Tumor proliferation in rectal cancer following preoperative irradiation.

Abstract

This study examines the effect of preoperative irradiation on tumor proliferation in rectal cancer. One hundred twenty-two patients with locally advanced rectal cancer received 45 to 50 Gy of preoperative irradiation followed by surgery. Pretreatment tumor biopsies and postirradiation surgical specimens were scored for proliferative activity by assaying the extent of Ki-67 and proliferating-cell nuclear antigen (PCNA) immunostaining and the number of mitoses per 10 high-power fields (hpf). Preirradiation and postirradiation proliferative activity was determined and correlated to clinical outcome. There was an overall reduction in the tumor proliferative activity of rectal cancer after irradiation compared with its preirradiation state. Decreases in the activity of all three markers of tumor proliferation (Ki-67 and PCNA immunostaining, and mitotic counts) were observed in irradiated tumors compared with pretreatment biopsies. Postirradiation tumor proliferative activity was associated with pathologic tumor stage. A high level of proliferative activity was observed in tumors downstaged to the rectal wall (T1-2) compared with tumors that retained transmural penetration (T3-4).
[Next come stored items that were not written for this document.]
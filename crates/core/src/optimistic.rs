//! Optimistic mutations with a deferred, cancellable commit.
//!
//! A mutation is applied locally first, then moves through
//! `Applied -> Committing -> Committed | RolledBack`. Undo is only possible
//! while the mutation is still `Applied`.

use std::sync::{
    atomic::{AtomicBool, Ordering},
    Arc,
};
use std::time::Duration;

use thiserror::Error;
use tokio::sync::Notify;

#[derive(Debug, Clone, Copy, PartialEq, Eq)]
pub enum MutationState {
    Applied,
    Committing,
    Committed,
    RolledBack,
}

#[derive(Debug, Clone, Copy, PartialEq, Eq, Error)]
pub enum MutationError {
    #[error("mutation is {actual:?}, expected {expected:?}")]
    InvalidTransition {
        expected: MutationState,
        actual: MutationState,
    },
}

#[derive(Debug, Clone, Default)]
pub struct CancellationToken {
    cancelled: Arc<AtomicBool>,
    notify: Arc<Notify>,
}

impl CancellationToken {
    #[must_use]
    pub fn new() -> Self {
        Self::default()
    }

    pub fn cancel(&self) {
        self.cancelled.store(true, Ordering::SeqCst);
        self.notify.notify_waiters();
    }

    #[must_use]
    pub fn is_cancelled(&self) -> bool {
        self.cancelled.load(Ordering::SeqCst)
    }

    /// Resolves once `cancel` has been called.
    pub async fn cancelled(&self) {
        loop {
            let notified = self.notify.notified();
            tokio::pin!(notified);
            notified.as_mut().enable();
            if self.is_cancelled() {
                return;
            }
            notified.await;
        }
    }
}

#[derive(Debug, Clone, Copy, PartialEq, Eq)]
pub enum GraceOutcome {
    Elapsed,
    Cancelled,
}

/// Races the grace window against cancellation.
pub async fn wait_grace(window: Duration, token: &CancellationToken) -> GraceOutcome {
    tokio::select! {
        () = token.cancelled() => GraceOutcome::Cancelled,
        () = tokio::time::sleep(window) => {
            if token.is_cancelled() {
                GraceOutcome::Cancelled
            } else {
                GraceOutcome::Elapsed
            }
        }
    }
}

#[derive(Debug, Clone, Copy, PartialEq, Eq, Hash, PartialOrd, Ord)]
pub struct BatchId(u64);

impl BatchId {
    #[must_use]
    pub fn value(self) -> u64 {
        self.0
    }
}

/// One optimistic mutation: the ids it affects and the local state captured
/// before it was applied.
#[derive(Debug, Clone)]
pub struct PendingMutation<T> {
    batch: BatchId,
    ids: Vec<String>,
    snapshot: Vec<T>,
    state: MutationState,
    token: CancellationToken,
}

impl<T: Clone> PendingMutation<T> {
    #[must_use]
    pub fn apply(batch: BatchId, ids: Vec<String>, snapshot: Vec<T>) -> Self {
        Self {
            batch,
            ids,
            snapshot,
            state: MutationState::Applied,
            token: CancellationToken::new(),
        }
    }

    #[must_use]
    pub fn batch(&self) -> BatchId {
        self.batch
    }

    #[must_use]
    pub fn ids(&self) -> &[String] {
        &self.ids
    }

    #[must_use]
    pub fn snapshot(&self) -> &[T] {
        &self.snapshot
    }

    #[must_use]
    pub fn state(&self) -> MutationState {
        self.state
    }

    #[must_use]
    pub fn token(&self) -> CancellationToken {
        self.token.clone()
    }

    fn expect_state(&self, expected: MutationState) -> Result<(), MutationError> {
        if self.state == expected {
            Ok(())
        } else {
            Err(MutationError::InvalidTransition {
                expected,
                actual: self.state,
            })
        }
    }

    pub fn begin_commit(&mut self) -> Result<(), MutationError> {
        self.expect_state(MutationState::Applied)?;
        self.state = MutationState::Committing;
        Ok(())
    }

    pub fn mark_committed(&mut self) -> Result<(), MutationError> {
        self.expect_state(MutationState::Committing)?;
        self.state = MutationState::Committed;
        Ok(())
    }

    /// User undo before the commit started. Cancels the timer and hands back
    /// the captured snapshot.
    pub fn undo(&mut self) -> Result<Vec<T>, MutationError> {
        self.expect_state(MutationState::Applied)?;
        self.state = MutationState::RolledBack;
        self.token.cancel();
        Ok(self.snapshot.clone())
    }

    /// The remote commit failed outright.
    pub fn roll_back(&mut self) -> Result<Vec<T>, MutationError> {
        self.expect_state(MutationState::Committing)?;
        self.state = MutationState::RolledBack;
        Ok(self.snapshot.clone())
    }
}

/// Holds at most one pending mutation for a resource class.
#[derive(Debug)]
pub struct MutationSlot<T> {
    next_batch: u64,
    current: Option<PendingMutation<T>>,
}

impl<T> Default for MutationSlot<T> {
    fn default() -> Self {
        Self {
            next_batch: 0,
            current: None,
        }
    }
}

impl<T: Clone> MutationSlot<T> {
    #[must_use]
    pub fn new() -> Self {
        Self::default()
    }

    /// Stages a new mutation. An earlier one that has not started committing
    /// is cancelled and folded in: its ids join the new batch and its
    /// snapshot, taken before either mutation, is kept for undo.
    pub fn stage(&mut self, ids: Vec<String>, snapshot: Vec<T>) -> &PendingMutation<T> {
        self.next_batch += 1;
        let batch = BatchId(self.next_batch);

        let mutation = match self.current.take() {
            Some(previous) if previous.state == MutationState::Applied => {
                previous.token.cancel();
                let mut merged = previous.ids;
                for id in ids {
                    if !merged.contains(&id) {
                        merged.push(id);
                    }
                }
                PendingMutation::apply(batch, merged, previous.snapshot)
            }
            _ => PendingMutation::apply(batch, ids, snapshot),
        };
        self.current.insert(mutation)
    }

    #[must_use]
    pub fn current(&self) -> Option<&PendingMutation<T>> {
        self.current.as_ref()
    }

    #[must_use]
    pub fn has_undoable(&self) -> bool {
        self.current
            .as_ref()
            .is_some_and(|pending| pending.state == MutationState::Applied)
    }

    /// Undo the pending mutation, if it is still undoable.
    pub fn undo(&mut self) -> Option<Vec<T>> {
        let pending = self.current.as_mut()?;
        let snapshot = pending.undo().ok()?;
        self.current = None;
        Some(snapshot)
    }

    /// Moves `batch` to `Committing` and returns its ids, unless it was undone
    /// or superseded in the meantime.
    pub fn begin_commit(&mut self, batch: BatchId) -> Option<Vec<String>> {
        let pending = self.current.as_mut().filter(|pending| pending.batch == batch)?;
        pending.begin_commit().ok()?;
        Some(pending.ids.clone())
    }

    /// Finishes a commit started with `begin_commit`. On failure the captured
    /// snapshot is returned for restoration.
    pub fn finish_commit(&mut self, batch: BatchId, succeeded: bool) -> Option<Vec<T>> {
        if !self
            .current
            .as_ref()
            .is_some_and(|pending| pending.batch == batch)
        {
            return None;
        }
        let mut pending = self.current.take()?;
        if succeeded {
            pending.mark_committed().ok()?;
            None
        } else {
            pending.roll_back().ok()
        }
    }

    /// Snapshot of the staged mutation while it can still be undone. Records
    /// an earlier commit hands back after this batch was staged belong in it.
    pub fn staged_snapshot_mut(&mut self) -> Option<&mut Vec<T>> {
        self.current
            .as_mut()
            .filter(|pending| pending.state == MutationState::Applied)
            .map(|pending| &mut pending.snapshot)
    }

    /// Snapshot of a batch that is still current, for partial reconciliation.
    #[must_use]
    pub fn snapshot_of(&self, batch: BatchId) -> Option<&[T]> {
        self.current
            .as_ref()
            .filter(|pending| pending.batch == batch)
            .map(PendingMutation::snapshot)
    }
}

#[cfg(test)]
mod tests {
    use std::time::Duration;

    use super::{
        wait_grace, CancellationToken, GraceOutcome, MutationError, MutationSlot, MutationState,
        PendingMutation,
    };

    fn ids(values: &[&str]) -> Vec<String> {
        values.iter().map(|value| (*value).to_string()).collect()
    }

    #[test]
    fn state_machine_rejects_out_of_order_transitions() {
        let mut pending = PendingMutation::apply(super::BatchId(1), ids(&["a"]), vec![1, 2]);

        assert_eq!(
            pending.mark_committed(),
            Err(MutationError::InvalidTransition {
                expected: MutationState::Committing,
                actual: MutationState::Applied,
            })
        );
        pending.begin_commit().expect("applied mutation should start committing");
        assert!(pending.undo().is_err());
        pending.mark_committed().expect("commit should complete");
        assert_eq!(pending.state(), MutationState::Committed);
    }

    #[test]
    fn undo_cancels_token_and_returns_snapshot() {
        let mut slot = MutationSlot::new();
        let token = slot.stage(ids(&["a"]), vec!["a", "b"]).token();

        assert_eq!(slot.undo(), Some(vec!["a", "b"]));
        assert!(token.is_cancelled());
        assert!(slot.current().is_none());
        assert_eq!(slot.undo(), None);
    }

    #[test]
    fn new_batch_supersedes_unfired_one() {
        let mut slot = MutationSlot::new();
        let first = slot.stage(ids(&["a"]), vec!["a", "b", "c"]);
        let first_batch = first.batch();
        let first_token = first.token();

        let second = slot.stage(ids(&["b", "a"]), vec!["b", "c"]);
        let second_batch = second.batch();

        assert!(first_token.is_cancelled());
        assert_eq!(second.ids(), ["a".to_string(), "b".to_string()]);
        assert_eq!(second.snapshot(), ["a", "b", "c"]);
        assert_eq!(slot.begin_commit(first_batch), None);
        assert_eq!(slot.begin_commit(second_batch), Some(ids(&["a", "b"])));
    }

    #[test]
    fn committing_batch_is_not_folded_into_next() {
        let mut slot = MutationSlot::new();
        let first_batch = slot.stage(ids(&["a"]), vec![1, 2, 3]).batch();
        slot.begin_commit(first_batch);

        let second = slot.stage(ids(&["b"]), vec![2, 3]);
        assert_eq!(second.ids(), ["b".to_string()]);
        assert_eq!(second.snapshot(), [2, 3]);
    }

    #[test]
    fn failed_commit_returns_snapshot() {
        let mut slot = MutationSlot::new();
        let batch = slot.stage(ids(&["a"]), vec![1, 2]).batch();
        slot.begin_commit(batch);

        assert_eq!(slot.finish_commit(batch, false), Some(vec![1, 2]));
        assert!(slot.current().is_none());
    }

    #[tokio::test(start_paused = true)]
    async fn grace_window_elapses_without_cancel() {
        let token = CancellationToken::new();
        let outcome = wait_grace(Duration::from_secs(5), &token).await;
        assert_eq!(outcome, GraceOutcome::Elapsed);
    }

    #[tokio::test(start_paused = true)]
    async fn cancel_interrupts_grace_window() {
        let token = CancellationToken::new();
        let waiter = {
            let token = token.clone();
            tokio::spawn(async move { wait_grace(Duration::from_secs(5), &token).await })
        };

        tokio::time::sleep(Duration::from_secs(1)).await;
        token.cancel();

        let outcome = waiter.await.expect("waiter should finish");
        assert_eq!(outcome, GraceOutcome::Cancelled);
    }

    #[tokio::test]
    async fn already_cancelled_token_resolves_immediately() {
        let token = CancellationToken::new();
        token.cancel();
        token.cancelled().await;
        assert_eq!(
            wait_grace(Duration::from_secs(60), &token).await,
            GraceOutcome::Cancelled
        );
    }
}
Multivariate analysis indicated that postirradiation proliferative activity and stage were independently associated with survival following surgery. Patients with tumors that exhibited elevated proliferative activity postirradiation had improved survival compared with patients with tumors that showed less proliferative activity. Moderate- to high-dose preoperative irradiation decreases both the tumor size and proliferative activity of rectal cancers. Elevated postirradiation tumor proliferative activity correlates strongly with improved survival. This may aid in identifying high-risk patients following preoperative irradiation and surgery.